[Start of Attachment]

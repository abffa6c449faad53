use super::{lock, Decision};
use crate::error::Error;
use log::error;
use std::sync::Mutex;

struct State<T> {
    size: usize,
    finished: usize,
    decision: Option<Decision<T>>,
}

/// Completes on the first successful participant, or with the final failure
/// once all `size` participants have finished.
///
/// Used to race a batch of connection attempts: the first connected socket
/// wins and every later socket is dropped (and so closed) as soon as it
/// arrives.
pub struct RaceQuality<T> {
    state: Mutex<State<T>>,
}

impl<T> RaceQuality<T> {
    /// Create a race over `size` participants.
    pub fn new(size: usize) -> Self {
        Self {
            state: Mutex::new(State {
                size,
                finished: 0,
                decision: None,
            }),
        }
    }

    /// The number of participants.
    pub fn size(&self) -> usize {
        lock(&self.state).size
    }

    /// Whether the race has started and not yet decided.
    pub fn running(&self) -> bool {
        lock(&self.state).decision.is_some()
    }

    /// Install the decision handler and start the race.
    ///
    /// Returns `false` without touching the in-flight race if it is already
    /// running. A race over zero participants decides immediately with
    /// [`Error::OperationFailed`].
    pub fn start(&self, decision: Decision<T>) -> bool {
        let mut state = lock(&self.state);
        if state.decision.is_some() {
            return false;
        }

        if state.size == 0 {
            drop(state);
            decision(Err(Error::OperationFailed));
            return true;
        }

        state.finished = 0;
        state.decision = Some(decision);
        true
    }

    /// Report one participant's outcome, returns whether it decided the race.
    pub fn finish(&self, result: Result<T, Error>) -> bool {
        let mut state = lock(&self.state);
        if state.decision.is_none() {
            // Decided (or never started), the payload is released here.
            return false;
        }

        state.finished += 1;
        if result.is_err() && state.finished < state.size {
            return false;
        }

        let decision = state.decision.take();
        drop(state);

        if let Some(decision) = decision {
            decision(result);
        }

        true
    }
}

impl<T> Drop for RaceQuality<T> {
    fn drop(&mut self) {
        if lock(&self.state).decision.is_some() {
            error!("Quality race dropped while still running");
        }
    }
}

[End of Attachment]
[Start of Attachment]

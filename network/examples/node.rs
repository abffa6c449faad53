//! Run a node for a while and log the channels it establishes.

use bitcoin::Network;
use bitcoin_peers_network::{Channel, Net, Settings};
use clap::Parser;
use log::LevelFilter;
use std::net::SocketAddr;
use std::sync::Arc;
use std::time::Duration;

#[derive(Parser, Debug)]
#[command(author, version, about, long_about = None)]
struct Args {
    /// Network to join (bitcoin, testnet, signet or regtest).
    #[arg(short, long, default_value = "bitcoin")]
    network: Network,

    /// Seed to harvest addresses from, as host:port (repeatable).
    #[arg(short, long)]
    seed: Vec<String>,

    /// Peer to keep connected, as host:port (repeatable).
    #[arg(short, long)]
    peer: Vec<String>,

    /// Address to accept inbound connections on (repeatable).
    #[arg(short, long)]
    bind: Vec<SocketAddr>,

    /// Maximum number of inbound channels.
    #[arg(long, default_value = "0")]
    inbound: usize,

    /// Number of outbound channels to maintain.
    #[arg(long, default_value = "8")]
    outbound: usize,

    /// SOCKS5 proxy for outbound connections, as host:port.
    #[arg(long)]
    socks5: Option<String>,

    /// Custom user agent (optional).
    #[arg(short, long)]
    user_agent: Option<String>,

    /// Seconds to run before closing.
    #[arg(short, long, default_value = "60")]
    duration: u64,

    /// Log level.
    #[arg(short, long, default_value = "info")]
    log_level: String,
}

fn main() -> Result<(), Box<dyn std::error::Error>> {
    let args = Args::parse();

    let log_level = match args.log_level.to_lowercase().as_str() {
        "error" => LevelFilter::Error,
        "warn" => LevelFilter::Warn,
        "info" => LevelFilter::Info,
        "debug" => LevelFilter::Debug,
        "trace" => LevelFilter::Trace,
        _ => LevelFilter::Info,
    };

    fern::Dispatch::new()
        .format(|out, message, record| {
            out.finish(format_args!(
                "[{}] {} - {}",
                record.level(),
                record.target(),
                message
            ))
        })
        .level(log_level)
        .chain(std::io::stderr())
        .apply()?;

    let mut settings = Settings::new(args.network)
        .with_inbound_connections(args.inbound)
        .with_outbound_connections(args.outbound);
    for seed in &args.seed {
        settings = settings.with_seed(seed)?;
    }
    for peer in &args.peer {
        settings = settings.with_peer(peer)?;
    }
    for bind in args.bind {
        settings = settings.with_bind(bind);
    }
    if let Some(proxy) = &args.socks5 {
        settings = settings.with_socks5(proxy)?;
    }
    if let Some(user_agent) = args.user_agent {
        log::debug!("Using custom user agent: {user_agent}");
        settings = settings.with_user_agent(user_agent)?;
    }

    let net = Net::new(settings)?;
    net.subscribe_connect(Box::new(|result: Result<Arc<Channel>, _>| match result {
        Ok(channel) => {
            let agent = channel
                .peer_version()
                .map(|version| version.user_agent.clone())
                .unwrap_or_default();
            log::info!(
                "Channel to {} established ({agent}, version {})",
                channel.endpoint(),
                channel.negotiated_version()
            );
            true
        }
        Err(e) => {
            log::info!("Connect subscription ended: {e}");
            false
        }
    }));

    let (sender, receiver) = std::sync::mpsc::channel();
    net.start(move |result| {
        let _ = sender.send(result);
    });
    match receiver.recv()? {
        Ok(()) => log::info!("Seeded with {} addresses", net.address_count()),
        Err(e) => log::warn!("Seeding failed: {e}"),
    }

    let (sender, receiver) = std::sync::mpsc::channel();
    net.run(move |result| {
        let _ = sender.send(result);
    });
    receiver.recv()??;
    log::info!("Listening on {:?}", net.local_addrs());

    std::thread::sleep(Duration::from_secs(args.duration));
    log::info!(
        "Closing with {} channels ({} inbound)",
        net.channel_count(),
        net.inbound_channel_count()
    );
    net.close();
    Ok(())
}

[End of Attachment]

» **What to work on**: Whenever the string "move" shows up in a line of the records, that line counts; state how many lines count, and only that.

» **Final answer**: 2